Saved entries:
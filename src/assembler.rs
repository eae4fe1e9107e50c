use miette::Result;

use crate::{
    air::{Air, AirStmt},
    error,
    instruction::{Encoding, Instruction, Kind},
    lexer::{tokenize, Keyword, Token, TokenKind},
    symbol::{Register, SymbolTable},
};

/// Address programs are conventionally loaded at.
pub const DEFAULT_ORIGIN: u16 = 0x200;

/// Assemble `src` for the default origin.
pub fn assemble(src: &str) -> Result<Air> {
    Assembler::new(src)?.assemble()
}

/// Assemble `src` for a custom origin.
pub fn assemble_at(src: &str, origin: u16) -> Result<Air> {
    Assembler::with_origin(src, origin)?.assemble()
}

/// Single linear pass over the token stream.
///
/// Labels are bound as they are reached, so an address operand may only name a label defined
/// on an earlier line (or `$`, the address of the current instruction).
pub struct Assembler<'a> {
    /// Reference to the source file
    src: &'a str,
    toks: Vec<Token>,
    /// Index of the next unprocessed token
    idx: usize,
    /// Address of the next emitted instruction
    addr: u16,
    symbols: SymbolTable,
    air: Air,
}

impl<'a> Assembler<'a> {
    pub fn new(src: &'a str) -> Result<Self> {
        Self::with_origin(src, DEFAULT_ORIGIN)
    }

    pub fn with_origin(src: &'a str, origin: u16) -> Result<Self> {
        let toks = tokenize(src)?;
        Ok(Assembler {
            src,
            toks,
            idx: 0,
            addr: origin,
            symbols: SymbolTable::new(),
            air: Air::new(origin),
        })
    }

    /// Create AIR out of the token stream. Stops at the first error.
    pub fn assemble(mut self) -> Result<Air> {
        while let Some(tok) = self.toks.get(self.idx).cloned() {
            self.symbols.set_current(self.addr);

            match tok.kind {
                TokenKind::Label => {
                    if let Err(existing) = self.symbols.define(&tok.text, self.addr) {
                        return Err(error::asm_duplicate_label(
                            tok.span, tok.line, self.src, &tok.text, existing,
                        ));
                    }
                    self.idx += 1;
                }
                TokenKind::Keyword(kw) => {
                    let operands = self.operands_of(&tok);
                    let (instr, used) = self.parse_instr(&tok, kw, &operands)?;
                    if let Some(extra) = operands.get(used) {
                        return Err(error::asm_extra_operand(
                            extra.span, extra.line, self.src, &extra.text,
                        ));
                    }
                    self.air.add_stmt(AirStmt {
                        addr: self.addr,
                        line: tok.line,
                        span: tok.span,
                        instr,
                    });
                    self.addr = self.addr.wrapping_add(2);
                    self.idx += 1 + used;
                }
                TokenKind::Immediate(_) => {
                    return Err(error::asm_stray(
                        tok.span, tok.line, self.src, "immediate value", &tok.text,
                    ))
                }
                TokenKind::Expression => {
                    return Err(error::asm_stray(
                        tok.span, tok.line, self.src, "expression", &tok.text,
                    ))
                }
                TokenKind::Directive => {
                    let warning =
                        error::warn_ignored_directive(tok.span, tok.line, self.src, &tok.text);
                    self.air.warn(warning);
                    self.idx += 1;
                }
                TokenKind::Identifier => {
                    let warning =
                        error::warn_stray_identifier(tok.span, tok.line, self.src, &tok.text);
                    self.air.warn(warning);
                    self.idx += 1;
                }
            }
        }

        self.air.set_symbols(self.symbols);
        // Consume self to return AIR
        Ok(self.air)
    }

    /// Tokens following `tok` on the same source line.
    fn operands_of(&self, tok: &Token) -> Vec<Token> {
        self.toks[self.idx + 1..]
            .iter()
            .take_while(|op| op.line == tok.line)
            .cloned()
            .collect()
    }

    /// Process the mnemonic `tok` and its operands into an instruction. Also returns how many
    /// operand tokens were consumed.
    fn parse_instr(
        &mut self,
        tok: &Token,
        kw: Keyword,
        ops: &[Token],
    ) -> Result<(Instruction, usize)> {
        let first = ops.first();
        let second = ops.get(1);
        let Some(kind) = classify(kw, first, second) else {
            return Err(error::asm_unknown_instruction(
                tok.span, tok.line, self.src, &tok.text,
            ));
        };

        match kind {
            Kind::Cls | Kind::Ret => Ok((Instruction::new(kind, Encoding::None), 0)),
            Kind::Jp | Kind::Call => self.addr_instr(kind, tok, first, 1),
            Kind::JpV0 | Kind::LdI => self.addr_instr(kind, tok, second, 2),
            Kind::Skp | Kind::Sknp => self.dst_instr(kind, tok, first, "destination", 1),
            Kind::LdGetDt | Kind::LdKey | Kind::LdLoad => {
                self.dst_instr(kind, tok, first, "destination", 2)
            }
            Kind::LdSetDt
            | Kind::LdSetSt
            | Kind::LdFont
            | Kind::LdBcd
            | Kind::LdStore
            | Kind::AddI => self.dst_instr(kind, tok, second, "source", 2),
            Kind::Shr | Kind::Shl => self.shift_instr(kind, tok, first, second),
            Kind::Se
            | Kind::Sne
            | Kind::Ld
            | Kind::Add
            | Kind::Or
            | Kind::And
            | Kind::Xor
            | Kind::Sub
            | Kind::Subn
            | Kind::Rnd => self.dst_src_instr(kind, tok, first, second),
            Kind::Drw => self.drw_instr(tok, first, second, ops.get(2)),
            Kind::Unknown => unreachable!("classify never yields an unknown kind"),
        }
    }

    fn addr_instr(
        &mut self,
        kind: Kind,
        tok: &Token,
        addr: Option<&Token>,
        used: usize,
    ) -> Result<(Instruction, usize)> {
        let addr = self.expect_operand(tok, addr, "address")?;
        let value = match addr.kind {
            TokenKind::Immediate(val) => {
                if !(0..=0xFFF).contains(&val) {
                    self.warn_truncated(addr, val, 12);
                }
                val as u16
            }
            TokenKind::Identifier => match self.symbols.get(&addr.text) {
                Some(val) => val,
                None => {
                    return Err(error::asm_undeclared(
                        addr.span, addr.line, self.src, &addr.text,
                    ))
                }
            },
            _ => {
                return Err(error::asm_invalid_address(
                    addr.span, addr.line, self.src, &addr.text,
                ))
            }
        };
        let instr = Instruction::new(kind, Encoding::Address).with_address(value);
        Ok((instr, used))
    }

    fn dst_instr(
        &mut self,
        kind: Kind,
        tok: &Token,
        reg: Option<&Token>,
        role: &str,
        used: usize,
    ) -> Result<(Instruction, usize)> {
        let reg = self.expect_reg(tok, reg, role)?;
        let instr = Instruction::new(kind, Encoding::Destination).with_dst(reg.index());
        Ok((instr, used))
    }

    /// `SHR Vx` or `SHR Vx, Vy`.
    fn shift_instr(
        &mut self,
        kind: Kind,
        tok: &Token,
        dst: Option<&Token>,
        src: Option<&Token>,
    ) -> Result<(Instruction, usize)> {
        let dst = self.expect_reg(tok, dst, "destination")?;
        // The second register is optional, but anything else in its place is an error
        let src = match src {
            Some(op) => Some(self.expect_reg(tok, Some(op), "source")?),
            None => None,
        };
        let instr = Instruction::new(kind, Encoding::DestinationSource)
            .with_dst(dst.index())
            .with_src(src.map_or(0, Register::index));
        Ok((instr, if src.is_some() { 2 } else { 1 }))
    }

    fn dst_src_instr(
        &mut self,
        kind: Kind,
        tok: &Token,
        dst: Option<&Token>,
        src: Option<&Token>,
    ) -> Result<(Instruction, usize)> {
        let dst_tok = self.expect_operand(tok, dst, "destination")?;
        let src_tok = self.expect_operand(tok, src, "source")?;
        let dst = self.expect_reg(tok, Some(dst_tok), "destination")?;

        let instr = match src_tok.kind {
            TokenKind::Immediate(val) => {
                if !matches!(kind, Kind::Se | Kind::Sne | Kind::Ld | Kind::Add | Kind::Rnd) {
                    return Err(error::asm_no_immediate_form(
                        src_tok.span, tok.line, self.src, &tok.text,
                    ));
                }
                if !(-128..=255).contains(&val) {
                    self.warn_truncated(src_tok, val, 8);
                }
                Instruction::new(kind, Encoding::DestinationByte)
                    .with_dst(dst.index())
                    .with_byte(val as u8)
            }
            _ if kind == Kind::Rnd => {
                return Err(error::asm_expected_immediate(
                    src_tok.span, tok.line, self.src, &src_tok.text,
                ))
            }
            _ => {
                let src = self.expect_reg(tok, Some(src_tok), "source")?;
                Instruction::new(kind, Encoding::DestinationSource)
                    .with_dst(dst.index())
                    .with_src(src.index())
            }
        };
        Ok((instr, 2))
    }

    fn drw_instr(
        &mut self,
        tok: &Token,
        dst: Option<&Token>,
        src: Option<&Token>,
        nib: Option<&Token>,
    ) -> Result<(Instruction, usize)> {
        let dst_tok = self.expect_operand(tok, dst, "destination")?;
        let src_tok = self.expect_operand(tok, src, "source")?;
        let nib = self.expect_operand(tok, nib, "4-bit integer")?;
        let dst = self.expect_reg(tok, Some(dst_tok), "destination")?;
        let src = self.expect_reg(tok, Some(src_tok), "source")?;

        let TokenKind::Immediate(rows) = nib.kind else {
            return Err(error::asm_invalid_nibble(
                nib.span, tok.line, self.src, &nib.text,
            ));
        };
        if !(0..=0xF).contains(&rows) {
            self.warn_truncated(nib, rows, 4);
        }
        let instr = Instruction::new(Kind::Drw, Encoding::DestinationSourceNibble)
            .with_dst(dst.index())
            .with_src(src.index())
            .with_byte(rows as u8 & 0xF);
        Ok((instr, 3))
    }

    fn expect_operand<'t>(
        &self,
        tok: &Token,
        operand: Option<&'t Token>,
        what: &str,
    ) -> Result<&'t Token> {
        operand.ok_or_else(|| error::asm_missing_operand(tok.span, tok.line, self.src, what))
    }

    fn expect_reg(&self, tok: &Token, operand: Option<&Token>, role: &str) -> Result<Register> {
        let operand = self.expect_operand(tok, operand, role)?;
        let reg = match operand.kind {
            TokenKind::Keyword(kw) => kw.register(),
            _ => None,
        };
        reg.ok_or_else(|| {
            error::asm_invalid_register(operand.span, tok.line, self.src, role, &operand.text)
        })
    }

    fn warn_truncated(&mut self, tok: &Token, value: i32, bits: u8) {
        let warning = error::warn_truncated(tok.span, tok.line, self.src, value, bits);
        self.air.warn(warning);
    }
}

/// Pick the instruction kind from the mnemonic and the kinds of its first two operands.
///
/// `None` if `kw` cannot start an instruction.
fn classify(kw: Keyword, dst: Option<&Token>, src: Option<&Token>) -> Option<Kind> {
    let keyword_of = |tok: Option<&Token>| match tok.map(|tok| tok.kind) {
        Some(TokenKind::Keyword(kw)) => Some(kw),
        _ => None,
    };
    let dst_kw = keyword_of(dst);
    let src_kw = keyword_of(src);

    if !kw.is_mnemonic() {
        return None;
    }
    let kind = match kw {
        Keyword::Cls => Kind::Cls,
        Keyword::Ret => Kind::Ret,
        Keyword::Call => Kind::Call,
        Keyword::Se => Kind::Se,
        Keyword::Sne => Kind::Sne,
        Keyword::Or => Kind::Or,
        Keyword::Xor => Kind::Xor,
        Keyword::And => Kind::And,
        Keyword::Sub => Kind::Sub,
        Keyword::Shl => Kind::Shl,
        Keyword::Shr => Kind::Shr,
        Keyword::Subn => Kind::Subn,
        Keyword::Rnd => Kind::Rnd,
        Keyword::Drw => Kind::Drw,
        Keyword::Skp => Kind::Skp,
        Keyword::Sknp => Kind::Sknp,
        Keyword::Jp => match dst_kw.and_then(Keyword::register) {
            Some(reg) if reg.index() == 0 => Kind::JpV0,
            _ => Kind::Jp,
        },
        Keyword::Add => match dst_kw {
            Some(Keyword::I) => Kind::AddI,
            _ => Kind::Add,
        },
        // Probably the trickiest instruction with the most variations
        Keyword::Ld => match (dst_kw, src_kw) {
            (Some(Keyword::I), _) => Kind::LdI,
            (Some(Keyword::Dt), _) => Kind::LdSetDt,
            (Some(Keyword::St), _) => Kind::LdSetSt,
            (Some(Keyword::F), _) => Kind::LdFont,
            (Some(Keyword::B), _) => Kind::LdBcd,
            (Some(Keyword::IndexMem), _) => Kind::LdStore,
            (_, Some(Keyword::K)) => Kind::LdKey,
            (_, Some(Keyword::Dt)) => Kind::LdGetDt,
            (_, Some(Keyword::IndexMem)) => Kind::LdLoad,
            _ => Kind::Ld,
        },
        // `SYS` has no encoding on this machine; registers were rejected above
        _ => return None,
    };
    Some(kind)
}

→ WHAT THE TASK REQUIRES
Copy each line of the entries in which the string "None" is found.

→ COMPLETED EXERCISE
            Kind::Cls | Kind::Ret => Ok((Instruction::new(kind, Encoding::None), 0)),
                None => {
            None => None,
            _ => None,
/// `None` if `kw` cannot start an instruction.
        _ => None,
        return None;
        _ => return None,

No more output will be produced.